The other person I knew in this state of denial was a former co-worker of mine, whom we shall refer to as “Sandra”. She was one person who was really trying to bury her past. Unfortunately for her, my husband and she attended the same elementary school and he and his brother knew a lot more about her than I did. At work, she never socialized with us. We were all around the same age and sat in the same area. She never opened up to us. When she was getting married, she told none of us. We only found out the Friday before, too. She and her fiancee actually flew to Miami, had a town hall ceremony and then they both flew to Germany for a European cruise.
My husband used to tell me that when his dad would take them to school in his car, they would pick up Sandra, her sister, and her brother, if they saw them walking to school. I had also met her sister, quite by accident one day, while on a short hike with my husband. In front of her, he introduced her to me as “Sandra’s sister.”
So imagine my utter shock one day when, after seeing her sister sign in at my gym, I went to work the following day to tell Sandra that I saw her sister at my gym, and her response to me with a straight face was “I don’t have a sister.” I was not prepared for that.
I asked her what she meant and she repeated what she said. I was quite confused.
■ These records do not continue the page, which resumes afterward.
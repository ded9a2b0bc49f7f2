//! Entity-set handler: the point where entities enter the unit of work.

use super::handle::EntityHandle;
use crate::client::{OperationDescriptor, OperationResult};
use crate::error::{ProxyError, TransportError};
use crate::metadata::EntitySetShape;
use crate::service::ServiceCore;
use crate::types::{EntityId, EntityKey, EntityState, EntityStatus};
use std::sync::Arc;
use tracing::debug;

/// Handler for one entity set of a container.
///
/// Everything read through it is attached to the context as
/// `AttachedUnchanged`; everything created through it is tracked as `New`.
pub struct EntitySet {
    shape: EntitySetShape,
    core: Arc<ServiceCore>,
}

impl EntitySet {
    pub(crate) fn new(shape: EntitySetShape, core: Arc<ServiceCore>) -> Self {
        Self { shape, core }
    }

    pub fn name(&self) -> &str {
        &self.shape.name
    }

    pub fn entity_type(&self) -> &str {
        &self.shape.entity_type
    }

    fn handle(&self, id: EntityId) -> EntityHandle {
        EntityHandle::new(id, Arc::clone(&self.core.context))
    }

    async fn read(&self, operation: OperationDescriptor) -> Result<OperationResult, ProxyError> {
        let name = operation.to_string();
        self.core
            .client
            .execute(operation)
            .await
            .map_err(|source| ProxyError::OperationInvocationError {
                operation: name,
                source,
            })
    }

    /// Read every entity of the set.
    pub async fn fetch_all(&self) -> Result<Vec<EntityHandle>, ProxyError> {
        let result = self
            .read(OperationDescriptor::ReadEntitySet {
                entity_set: self.shape.name.clone(),
            })
            .await?;

        let states = match result {
            OperationResult::Entities(states) => states,
            OperationResult::Entity(state) => vec![state],
            OperationResult::Empty => Vec::new(),
            OperationResult::Value(_) => {
                return Err(self.unexpected("GET", "a value instead of entities"));
            }
        };
        debug!(entity_set = %self.shape.name, count = states.len(), "Fetched entity set");

        states
            .into_iter()
            .map(|state| self.attach(state))
            .collect()
    }

    /// Entity with `key`, served from the context when already tracked.
    pub async fn get(&self, key: impl Into<EntityKey>) -> Result<EntityHandle, ProxyError> {
        let id = EntityId::keyed(self.shape.name.clone(), key);
        if self.core.context.is_tracked(&id) {
            return Ok(self.handle(self.core.context.resolve(&id)));
        }

        let result = self
            .read(OperationDescriptor::ReadEntity { id: id.clone() })
            .await?;
        match result {
            OperationResult::Entity(state) => self.attach(state),
            _ => Err(self.unexpected("GET", &format!("no entity for {}", id))),
        }
    }

    /// Construct a new entity; without a key the service assigns one on commit.
    pub fn new_entity(&self, key: Option<EntityKey>) -> Result<EntityHandle, ProxyError> {
        let id = match key {
            Some(key) => EntityId::keyed(self.shape.name.clone(), key),
            None => EntityId::transient(self.shape.name.clone()),
        };
        let id = self
            .core
            .context
            .track(EntityState::new(id), EntityStatus::New)?;
        Ok(self.handle(id))
    }

    /// Register an entity materialized elsewhere (e.g. expanded from another read).
    pub fn attach(&self, state: EntityState) -> Result<EntityHandle, ProxyError> {
        if state.id.entity_set() != self.shape.name {
            return Err(ProxyError::InvalidArgument(format!(
                "{} does not belong to entity set {}",
                state.id, self.shape.name
            )));
        }
        let id = self.core.context.attach(state);
        Ok(self.handle(id))
    }

    /// Mark the entity with `key` for deletion on the next flush.
    pub fn delete(&self, key: impl Into<EntityKey>) -> Result<(), ProxyError> {
        let id = EntityId::keyed(self.shape.name.clone(), key);
        self.core
            .context
            .track(EntityState::new(id), EntityStatus::Deleted)?;
        Ok(())
    }

    fn unexpected(&self, verb: &str, what: &str) -> ProxyError {
        ProxyError::OperationInvocationError {
            operation: format!("{} {}", verb, self.shape.name),
            source: TransportError::Protocol(format!("unexpected response: {}", what)),
        }
    }
}

impl std::fmt::Debug for EntitySet {
    fn fmt(&self, f: &mut std::fmt::Formatter<'_>) -> std::fmt::Result {
        f.debug_struct("EntitySet")
            .field("name", &self.shape.name)
            .field("entity_type", &self.shape.entity_type)
            .finish()
    }
}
I said, “Did you and your sister have a falling out?”
“No,” she said. “I don’t have a sister. I never have. I only have a brother.”
I offered her a way out. I said, “Do you have a cousin who looks just like you and writes just like you and you share the same last name? Because I saw your sister and I saw her sign in at my gym last night.”
“No,” she insisted. “And I don’t have a sister.”
Okay, well having dealt with my high school friend, I guessed this was just the thing that people did.
It was always amusing to me when someone would come along and ask her something about her life like where she grew up. She would always give a vague and general answer and throw an anxious glance my way. You’d think she was in the witness protection program. She knew I was married to her former schoolmate and probably expected that any second now I would have “blown her cover.” But I never did. I’m sure she had her own reasons for her actions. Meanwhile she still maintains that she has no sister.